--- WHAT IS REQUIRED ---
Among the records that follow, find the line with "use async_trait::async_trait;" and the line with "(e.g. an EventListener).". Set down those lines and all lines between them exactly, without adding anything.
START SUPPLIED DATA
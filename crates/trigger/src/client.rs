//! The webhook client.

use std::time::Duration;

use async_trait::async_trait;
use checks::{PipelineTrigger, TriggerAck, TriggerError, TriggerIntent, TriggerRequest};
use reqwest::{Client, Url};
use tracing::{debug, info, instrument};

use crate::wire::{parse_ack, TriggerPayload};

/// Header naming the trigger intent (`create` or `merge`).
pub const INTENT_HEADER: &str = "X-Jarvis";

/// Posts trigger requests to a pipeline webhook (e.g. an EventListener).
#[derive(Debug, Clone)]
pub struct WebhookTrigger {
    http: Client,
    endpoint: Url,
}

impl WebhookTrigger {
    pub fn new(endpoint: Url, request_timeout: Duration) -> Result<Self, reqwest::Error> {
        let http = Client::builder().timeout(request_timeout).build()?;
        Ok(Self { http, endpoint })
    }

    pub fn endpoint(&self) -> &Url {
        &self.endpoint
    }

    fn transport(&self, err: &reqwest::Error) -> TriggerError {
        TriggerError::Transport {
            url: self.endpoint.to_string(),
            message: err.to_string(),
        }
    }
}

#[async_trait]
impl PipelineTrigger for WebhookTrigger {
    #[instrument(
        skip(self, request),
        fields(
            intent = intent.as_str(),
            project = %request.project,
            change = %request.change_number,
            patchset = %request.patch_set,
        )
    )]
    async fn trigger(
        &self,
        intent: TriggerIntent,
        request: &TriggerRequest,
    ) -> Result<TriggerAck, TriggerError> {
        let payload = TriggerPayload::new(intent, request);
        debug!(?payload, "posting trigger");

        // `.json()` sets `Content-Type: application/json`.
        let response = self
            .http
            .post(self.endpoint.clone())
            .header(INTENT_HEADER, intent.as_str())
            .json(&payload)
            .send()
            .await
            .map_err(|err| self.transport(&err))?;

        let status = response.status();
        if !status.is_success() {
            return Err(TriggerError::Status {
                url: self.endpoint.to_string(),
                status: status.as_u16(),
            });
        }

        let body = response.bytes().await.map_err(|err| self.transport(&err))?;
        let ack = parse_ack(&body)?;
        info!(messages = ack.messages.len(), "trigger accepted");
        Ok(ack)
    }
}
END SUPPLIED DATA
--- ANSWER SECTION ---
use async_trait::async_trait;
use checks::{PipelineTrigger, TriggerAck, TriggerError, TriggerIntent, TriggerRequest};
use reqwest::{Client, Url};
use tracing::{debug, info, instrument};

use crate::wire::{parse_ack, TriggerPayload};

/// Header naming the trigger intent (`create` or `merge`).
pub const INTENT_HEADER: &str = "X-Jarvis";

/// Posts trigger requests to a pipeline webhook (e.g. an EventListener).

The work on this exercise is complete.